Input records
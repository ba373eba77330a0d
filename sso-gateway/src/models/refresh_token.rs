use chrono::{DateTime, Duration, Utc};
use sha2::{Digest, Sha256};
use sqlx::FromRow;
use uuid::Uuid;

/// Persisted refresh token. The raw token is never stored, only its hash.
#[derive(Debug, Clone, FromRow)]
pub struct RefreshTokenRecord {
    pub token_id: Uuid,
    /// SHA-256 hex of the raw token; lookup key.
    pub token_hash: String,
    pub subject_id: String,
    /// Roles granted at login, re-used to mint successor access tokens.
    pub roles: Vec<String>,
    /// Shared by every token descending from the same login.
    pub family_id: Uuid,
    pub issued_utc: DateTime<Utc>,
    pub expiry_utc: DateTime<Utc>,
    pub consumed_utc: Option<DateTime<Utc>>,
    pub revoked_utc: Option<DateTime<Utc>>,
}

impl RefreshTokenRecord {
    pub fn new(
        subject_id: String,
        roles: Vec<String>,
        family_id: Uuid,
        raw_token: &str,
        ttl_seconds: i64,
    ) -> Self {
        let now = Utc::now();
        Self {
            token_id: Uuid::new_v4(),
            token_hash: Self::hash_token(raw_token),
            subject_id,
            roles,
            family_id,
            issued_utc: now,
            expiry_utc: now + Duration::seconds(ttl_seconds),
            consumed_utc: None,
            revoked_utc: None,
        }
    }

    /// Hash a token using SHA-256
    pub fn hash_token(token: &str) -> String {
        let mut hasher = Sha256::new();
        hasher.update(token.as_bytes());
        hex::encode(hasher.finalize())
    }

    pub fn is_expired_at(&self, now: DateTime<Utc>) -> bool {
        self.expiry_utc <= now
    }

    pub fn is_consumed(&self) -> bool {
        self.consumed_utc.is_some()
    }

    pub fn is_revoked(&self) -> bool {
        self.revoked_utc.is_some()
    }

    /// Claimable: not consumed, not revoked, not expired.
    pub fn is_claimable_at(&self, now: DateTime<Utc>) -> bool {
        !self.is_consumed() && !self.is_revoked() && !self.is_expired_at(now)
    }
}

/// The replacement half of a rotation. Subject, roles and family are taken
/// from the record it replaces once that record has been claimed.
#[derive(Debug, Clone)]
pub struct SuccessorToken {
    pub token_id: Uuid,
    pub token_hash: String,
    pub ttl_seconds: i64,
}

impl SuccessorToken {
    pub fn new(raw_token: &str, ttl_seconds: i64) -> Self {
        Self {
            token_id: Uuid::new_v4(),
            token_hash: RefreshTokenRecord::hash_token(raw_token),
            ttl_seconds,
        }
    }

    pub fn replacing(self, claimed: &RefreshTokenRecord, now: DateTime<Utc>) -> RefreshTokenRecord {
        RefreshTokenRecord {
            token_id: self.token_id,
            token_hash: self.token_hash,
            subject_id: claimed.subject_id.clone(),
            roles: claimed.roles.clone(),
            family_id: claimed.family_id,
            issued_utc: now,
            expiry_utc: now + Duration::seconds(self.ttl_seconds),
            consumed_utc: None,
            revoked_utc: None,
        }
    }
}

#[cfg(test)]
mod tests {
    use super::*;

    #[test]
    fn test_record_creation() {
        let record = RefreshTokenRecord::new(
            "user_123".to_string(),
            vec!["bank_read".to_string()],
            Uuid::new_v4(),
            "token_abc",
            3600,
        );

        assert_eq!(record.subject_id, "user_123");
        assert_ne!(record.token_hash, "token_abc");
        assert_eq!(record.token_hash, RefreshTokenRecord::hash_token("token_abc"));
        assert!(record.is_claimable_at(Utc::now()));
    }

    #[test]
    fn test_record_expiry() {
        let mut record =
            RefreshTokenRecord::new("user_123".to_string(), vec![], Uuid::new_v4(), "t", 3600);
        record.expiry_utc = Utc::now() - Duration::seconds(1);
        assert!(record.is_expired_at(Utc::now()));
        assert!(!record.is_claimable_at(Utc::now()));
    }

    #[test]
    fn test_consumed_and_revoked_are_not_claimable() {
        let now = Utc::now();
        let mut consumed =
            RefreshTokenRecord::new("u".to_string(), vec![], Uuid::new_v4(), "a", 3600);
        consumed.consumed_utc = Some(now);
        assert!(!consumed.is_claimable_at(now));

        let mut revoked = RefreshTokenRecord::new("u".to_string(), vec![], Uuid::new_v4(), "b", 3600);
        revoked.revoked_utc = Some(now);
        assert!(!revoked.is_claimable_at(now));
    }

    #[test]
    fn test_successor_inherits_session() {
        let now = Utc::now();
        let mut claimed = RefreshTokenRecord::new(
            "user_123".to_string(),
            vec!["bank_read".to_string()],
            Uuid::new_v4(),
            "old",
            3600,
        );
        claimed.consumed_utc = Some(now);

        let successor = SuccessorToken::new("new", 7200).replacing(&claimed, now);
        assert_eq!(successor.subject_id, claimed.subject_id);
        assert_eq!(successor.roles, claimed.roles);
        assert_eq!(successor.family_id, claimed.family_id);
        assert_eq!(successor.token_hash, RefreshTokenRecord::hash_token("new"));
        assert_eq!(successor.expiry_utc, now + Duration::seconds(7200));
        assert!(successor.is_claimable_at(now));
    }
}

Your task
Exactly as written, please transcribe the lines from the start of the records above to the line that holds "family are taken", both ends included.

Solution for this task
repository ba373eba77330a0d
filename sso-gateway/src/models/refresh_token.rs
use chrono::{DateTime, Duration, Utc};
use sha2::{Digest, Sha256};
use sqlx::FromRow;
use uuid::Uuid;

/// Persisted refresh token. The raw token is never stored, only its hash.
#[derive(Debug, Clone, FromRow)]
pub struct RefreshTokenRecord {
    pub token_id: Uuid,
    /// SHA-256 hex of the raw token; lookup key.
    pub token_hash: String,
    pub subject_id: String,
    /// Roles granted at login, re-used to mint successor access tokens.
    pub roles: Vec<String>,
    /// Shared by every token descending from the same login.
    pub family_id: Uuid,
    pub issued_utc: DateTime<Utc>,
    pub expiry_utc: DateTime<Utc>,
    pub consumed_utc: Option<DateTime<Utc>>,
    pub revoked_utc: Option<DateTime<Utc>>,
}

impl RefreshTokenRecord {
    pub fn new(
        subject_id: String,
        roles: Vec<String>,
        family_id: Uuid,
        raw_token: &str,
        ttl_seconds: i64,
    ) -> Self {
        let now = Utc::now();
        Self {
            token_id: Uuid::new_v4(),
            token_hash: Self::hash_token(raw_token),
            subject_id,
            roles,
            family_id,
            issued_utc: now,
            expiry_utc: now + Duration::seconds(ttl_seconds),
            consumed_utc: None,
            revoked_utc: None,
        }
    }

    /// Hash a token using SHA-256
    pub fn hash_token(token: &str) -> String {
        let mut hasher = Sha256::new();
        hasher.update(token.as_bytes());
        hex::encode(hasher.finalize())
    }

    pub fn is_expired_at(&self, now: DateTime<Utc>) -> bool {
        self.expiry_utc <= now
    }

    pub fn is_consumed(&self) -> bool {
        self.consumed_utc.is_some()
    }

    pub fn is_revoked(&self) -> bool {
        self.revoked_utc.is_some()
    }

    /// Claimable: not consumed, not revoked, not expired.
    pub fn is_claimable_at(&self, now: DateTime<Utc>) -> bool {
        !self.is_consumed() && !self.is_revoked() && !self.is_expired_at(now)
    }
}

/// The replacement half of a rotation. Subject, roles and family are taken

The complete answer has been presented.